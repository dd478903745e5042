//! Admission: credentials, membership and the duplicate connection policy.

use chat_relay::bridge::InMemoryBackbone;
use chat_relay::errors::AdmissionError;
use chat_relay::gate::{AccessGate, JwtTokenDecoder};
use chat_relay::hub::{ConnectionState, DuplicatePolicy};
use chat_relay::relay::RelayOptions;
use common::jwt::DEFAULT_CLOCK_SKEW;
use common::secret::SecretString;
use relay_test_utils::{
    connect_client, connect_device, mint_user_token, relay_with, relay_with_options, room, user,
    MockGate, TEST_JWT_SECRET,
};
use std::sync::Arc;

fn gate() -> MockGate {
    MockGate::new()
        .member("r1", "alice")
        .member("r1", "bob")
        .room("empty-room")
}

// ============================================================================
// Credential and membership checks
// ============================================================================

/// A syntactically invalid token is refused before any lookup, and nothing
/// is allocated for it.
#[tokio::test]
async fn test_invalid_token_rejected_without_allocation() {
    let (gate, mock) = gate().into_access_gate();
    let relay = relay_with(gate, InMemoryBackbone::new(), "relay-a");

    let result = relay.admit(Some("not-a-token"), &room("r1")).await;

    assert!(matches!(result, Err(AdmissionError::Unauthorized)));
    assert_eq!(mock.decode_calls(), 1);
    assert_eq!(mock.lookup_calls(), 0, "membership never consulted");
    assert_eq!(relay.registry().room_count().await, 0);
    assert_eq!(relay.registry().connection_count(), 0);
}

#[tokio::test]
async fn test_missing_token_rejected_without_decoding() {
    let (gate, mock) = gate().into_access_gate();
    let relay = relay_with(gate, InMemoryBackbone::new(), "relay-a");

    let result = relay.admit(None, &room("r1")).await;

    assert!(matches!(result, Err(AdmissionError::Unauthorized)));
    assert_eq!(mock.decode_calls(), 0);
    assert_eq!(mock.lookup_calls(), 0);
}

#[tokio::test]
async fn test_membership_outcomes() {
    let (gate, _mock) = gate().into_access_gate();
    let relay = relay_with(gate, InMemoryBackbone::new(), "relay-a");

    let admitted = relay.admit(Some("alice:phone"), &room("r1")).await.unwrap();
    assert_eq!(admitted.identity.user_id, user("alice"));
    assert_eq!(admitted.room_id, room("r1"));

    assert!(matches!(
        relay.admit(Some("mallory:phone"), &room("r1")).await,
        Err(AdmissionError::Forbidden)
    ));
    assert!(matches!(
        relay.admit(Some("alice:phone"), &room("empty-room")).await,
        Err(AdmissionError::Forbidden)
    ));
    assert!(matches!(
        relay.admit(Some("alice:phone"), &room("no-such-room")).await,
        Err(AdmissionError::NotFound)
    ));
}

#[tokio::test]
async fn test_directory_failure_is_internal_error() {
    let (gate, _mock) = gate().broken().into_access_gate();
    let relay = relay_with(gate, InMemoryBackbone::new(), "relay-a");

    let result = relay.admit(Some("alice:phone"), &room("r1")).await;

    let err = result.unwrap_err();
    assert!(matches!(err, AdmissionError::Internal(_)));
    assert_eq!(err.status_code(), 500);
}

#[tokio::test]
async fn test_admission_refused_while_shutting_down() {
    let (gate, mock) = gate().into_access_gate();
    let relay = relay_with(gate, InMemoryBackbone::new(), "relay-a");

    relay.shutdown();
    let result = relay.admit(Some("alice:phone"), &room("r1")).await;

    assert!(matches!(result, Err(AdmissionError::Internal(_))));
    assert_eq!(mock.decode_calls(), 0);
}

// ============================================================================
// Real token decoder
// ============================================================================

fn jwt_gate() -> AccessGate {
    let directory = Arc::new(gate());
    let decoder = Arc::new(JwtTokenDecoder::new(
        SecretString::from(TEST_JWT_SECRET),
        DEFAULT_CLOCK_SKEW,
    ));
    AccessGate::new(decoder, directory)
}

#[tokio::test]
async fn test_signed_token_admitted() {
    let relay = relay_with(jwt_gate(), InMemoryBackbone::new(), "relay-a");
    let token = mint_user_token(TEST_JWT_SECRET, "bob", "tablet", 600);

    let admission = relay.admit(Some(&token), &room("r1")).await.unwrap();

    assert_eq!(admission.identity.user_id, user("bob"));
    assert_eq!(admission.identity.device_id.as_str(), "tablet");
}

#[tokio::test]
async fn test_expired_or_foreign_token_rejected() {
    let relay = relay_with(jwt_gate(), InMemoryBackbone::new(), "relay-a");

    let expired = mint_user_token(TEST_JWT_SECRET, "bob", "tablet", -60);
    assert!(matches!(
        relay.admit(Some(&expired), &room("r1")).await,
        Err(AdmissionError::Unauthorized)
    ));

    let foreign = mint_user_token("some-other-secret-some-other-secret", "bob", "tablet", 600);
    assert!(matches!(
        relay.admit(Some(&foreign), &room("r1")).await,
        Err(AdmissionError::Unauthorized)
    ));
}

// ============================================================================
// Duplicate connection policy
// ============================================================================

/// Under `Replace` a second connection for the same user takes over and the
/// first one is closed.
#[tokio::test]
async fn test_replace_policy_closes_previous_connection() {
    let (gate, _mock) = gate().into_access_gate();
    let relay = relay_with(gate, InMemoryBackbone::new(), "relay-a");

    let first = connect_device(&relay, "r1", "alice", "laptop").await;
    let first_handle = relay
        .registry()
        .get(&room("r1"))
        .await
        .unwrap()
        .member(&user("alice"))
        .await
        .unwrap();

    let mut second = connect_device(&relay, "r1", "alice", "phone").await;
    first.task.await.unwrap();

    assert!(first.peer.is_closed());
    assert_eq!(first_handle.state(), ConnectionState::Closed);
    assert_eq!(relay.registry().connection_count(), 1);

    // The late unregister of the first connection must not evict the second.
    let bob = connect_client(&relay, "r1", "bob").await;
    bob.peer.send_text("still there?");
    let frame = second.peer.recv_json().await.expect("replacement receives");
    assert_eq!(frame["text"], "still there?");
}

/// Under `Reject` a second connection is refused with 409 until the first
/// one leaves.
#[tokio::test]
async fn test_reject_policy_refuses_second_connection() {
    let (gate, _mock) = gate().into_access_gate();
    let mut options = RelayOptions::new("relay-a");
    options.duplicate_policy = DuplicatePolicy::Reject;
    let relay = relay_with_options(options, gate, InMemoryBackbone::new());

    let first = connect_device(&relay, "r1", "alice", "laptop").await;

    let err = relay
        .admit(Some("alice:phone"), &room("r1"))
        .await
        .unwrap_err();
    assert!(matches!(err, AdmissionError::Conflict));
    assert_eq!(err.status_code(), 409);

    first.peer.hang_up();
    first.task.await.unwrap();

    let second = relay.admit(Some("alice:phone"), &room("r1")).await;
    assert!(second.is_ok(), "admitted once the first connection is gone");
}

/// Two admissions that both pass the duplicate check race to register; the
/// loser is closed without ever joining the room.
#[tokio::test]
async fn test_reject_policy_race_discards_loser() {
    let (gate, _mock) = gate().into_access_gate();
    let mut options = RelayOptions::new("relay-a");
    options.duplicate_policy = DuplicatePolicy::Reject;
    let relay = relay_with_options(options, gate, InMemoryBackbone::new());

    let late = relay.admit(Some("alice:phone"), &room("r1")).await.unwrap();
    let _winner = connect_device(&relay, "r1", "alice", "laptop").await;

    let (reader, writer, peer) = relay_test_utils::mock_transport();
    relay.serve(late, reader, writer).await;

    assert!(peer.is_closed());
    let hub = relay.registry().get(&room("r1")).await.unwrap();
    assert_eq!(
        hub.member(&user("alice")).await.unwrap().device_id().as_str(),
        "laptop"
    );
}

^^^^^^^^

▸ REQUIREMENT
Give back exactly the lines beginning at the one with "assert_eq!(relay.registry().connection_count(), 1);" and ending at the final line of the material; both boundary lines belong in it.

▸ OUTPUT OF THE EXERCISE
    assert_eq!(relay.registry().connection_count(), 1);

    // The late unregister of the first connection must not evict the second.
    let bob = connect_client(&relay, "r1", "bob").await;
    bob.peer.send_text("still there?");
    let frame = second.peer.recv_json().await.expect("replacement receives");
    assert_eq!(frame["text"], "still there?");
}

/// Under `Reject` a second connection is refused with 409 until the first
/// one leaves.
#[tokio::test]
async fn test_reject_policy_refuses_second_connection() {
    let (gate, _mock) = gate().into_access_gate();
    let mut options = RelayOptions::new("relay-a");
    options.duplicate_policy = DuplicatePolicy::Reject;
    let relay = relay_with_options(options, gate, InMemoryBackbone::new());

    let first = connect_device(&relay, "r1", "alice", "laptop").await;

    let err = relay
        .admit(Some("alice:phone"), &room("r1"))
        .await
        .unwrap_err();
    assert!(matches!(err, AdmissionError::Conflict));
    assert_eq!(err.status_code(), 409);

    first.peer.hang_up();
    first.task.await.unwrap();

    let second = relay.admit(Some("alice:phone"), &room("r1")).await;
    assert!(second.is_ok(), "admitted once the first connection is gone");
}

/// Two admissions that both pass the duplicate check race to register; the
/// loser is closed without ever joining the room.
#[tokio::test]
async fn test_reject_policy_race_discards_loser() {
    let (gate, _mock) = gate().into_access_gate();
    let mut options = RelayOptions::new("relay-a");
    options.duplicate_policy = DuplicatePolicy::Reject;
    let relay = relay_with_options(options, gate, InMemoryBackbone::new());

    let late = relay.admit(Some("alice:phone"), &room("r1")).await.unwrap();
    let _winner = connect_device(&relay, "r1", "alice", "laptop").await;

    let (reader, writer, peer) = relay_test_utils::mock_transport();
    relay.serve(late, reader, writer).await;

    assert!(peer.is_closed());
    let hub = relay.registry().get(&room("r1")).await.unwrap();
    assert_eq!(
        hub.member(&user("alice")).await.unwrap().device_id().as_str(),
        "laptop"
    );
}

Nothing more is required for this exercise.